use std::{cell::RefCell, rc::Rc};

use leptos::*;
use wasm_bindgen_futures::spawn_local;

use placemap_core::{
    presenter::{detail::DetailContent, list::ListItem},
    Config, Controller, CriteriaChange, FilterCriteria, Views,
};
use placemap_entities::{id::Id, place::Place};
use placemap_frontend_api::PlacesApi;

mod components;
mod views;

use self::{components::*, views::*};

type AppController = Controller<SignalControls, SignalList, LeafletMap, SignalDetail>;

// Event handlers and the loading task share the controller.
// None of them runs while another one is borrowing it.
type SharedController = Rc<RefCell<AppController>>;

const CONFIG: &str = include_str!("../placemap.toml");

fn load_config() -> Config {
    Config::try_from_toml_str(CONFIG).unwrap_or_else(|err| {
        log::warn!("Invalid configuration, using defaults: {err}");
        Config::default()
    })
}

#[allow(clippy::too_many_lines)]
#[component]
#[must_use]
pub fn App() -> impl IntoView {
    let config = load_config();
    let (center, zoom) = (config.map.center, config.map.zoom);

    // -- signals -- //

    let (criteria, set_criteria) = create_signal(FilterCriteria::default());
    let (districts, set_districts) = create_signal(Vec::<String>::new());
    let (prices, set_prices) = create_signal(Vec::<String>::new());
    let (count, set_count) = create_signal(String::new());
    let (items, set_items) = create_signal(Vec::<ListItem>::new());
    let (detail, set_detail) = create_signal(None::<DetailContent>);
    let (selected, set_selected) = create_signal(None::<Id>);
    let notice = RwSignal::new(None::<&'static str>);

    let map = RwSignal::new(None::<leaflet::Map>);
    let dialog_ref = NodeRef::<html::Dialog>::new();
    let controller = store_value(None::<SharedController>);

    // -- init map and load places -- //

    Effect::new(move |_| {
        let Some(leaflet_map) = map.get() else {
            return;
        };
        if controller.with_value(Option::is_some) {
            return;
        }
        log::debug!("Initialize map");
        let views = Views {
            controls: SignalControls {
                districts: set_districts,
                prices: set_prices,
                criteria: set_criteria,
            },
            list: SignalList {
                count: set_count,
                items: set_items,
            },
            map: LeafletMap::new(leaflet_map, &config.map, set_selected),
            detail: SignalDetail {
                content: set_detail,
                dialog: dialog_ref,
            },
        };
        let shared = Rc::new(RefCell::new(Controller::new(config.clone(), views)));
        controller.set_value(Some(Rc::clone(&shared)));
        let api = PlacesApi::new(config.data.url.clone());
        spawn_local(async move {
            load_places(&api, &shared, notice).await;
        });
    });

    // -- effects -- //

    // Selections from the list and from the map end up here
    Effect::new(move |_| {
        let Some(id) = selected.get() else {
            return;
        };
        untrack(|| {
            with_controller(controller, |c| {
                if let Err(err) = c.select(id.as_str()) {
                    log::warn!("Unable to open place: {err}");
                }
            });
        });
    });

    // -- callbacks -- //

    let on_change = move |change: CriteriaChange| {
        with_controller(controller, move |c| {
            if let Err(err) = c.change(change) {
                log::debug!("Unable to apply filters: {err}");
            }
        });
    };

    let on_reset = move |()| {
        with_controller(controller, |c| {
            if let Err(err) = c.reset() {
                log::debug!("Unable to reset filters: {err}");
            }
        });
    };

    let on_select = move |id: Id| set_selected.set(Some(id));

    let on_dismiss = move |()| with_controller(controller, AppController::dismiss);

    view! {
      <header class="top">
        <h1>"placemap"</h1>
      </header>
      <Show when=move || notice.get().is_some()>
        <div class="notice" role="alert">{move || notice.get()}</div>
      </Show>
      <main class="layout">
        <aside class="sidebar">
          <Filters criteria districts prices on_change on_reset />
          <PlaceList count items on_select />
        </aside>
        <PlaceMap center zoom map=map.write_only() />
      </main>
      <DetailDialog content=detail dialog_ref on_dismiss />
    }
}

fn with_controller(
    controller: StoredValue<Option<SharedController>>,
    f: impl FnOnce(&mut AppController),
) {
    let Some(shared) = controller.get_value() else {
        log::debug!("Map is not initialized yet");
        return;
    };
    let Ok(mut controller) = shared.try_borrow_mut() else {
        log::warn!("Controller is busy");
        return;
    };
    f(&mut controller);
}

async fn load_places(
    api: &PlacesApi,
    controller: &SharedController,
    notice: RwSignal<Option<&'static str>>,
) {
    match fetch_places(api).await {
        Ok(places) => {
            controller.borrow_mut().load(places);
        }
        Err(err) => {
            let text = controller.borrow_mut().load_failed(&err);
            notice.set(Some(text));
            if let Err(err) = window().alert_with_message(text) {
                log::warn!("Unable to show notice: {err:?}");
            }
        }
    }
}

async fn fetch_places(api: &PlacesApi) -> anyhow::Result<Vec<Place>> {
    log::info!("Load places from {}", api.url());
    let places = api.places().await?;
    Ok(places.into_iter().map(Place::from).collect())
}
::::::::
**TRY IT:**
Answer with the number alone after working out how many lines in the records contain the string "prices".

**PROBLEM SOLUTION:**
3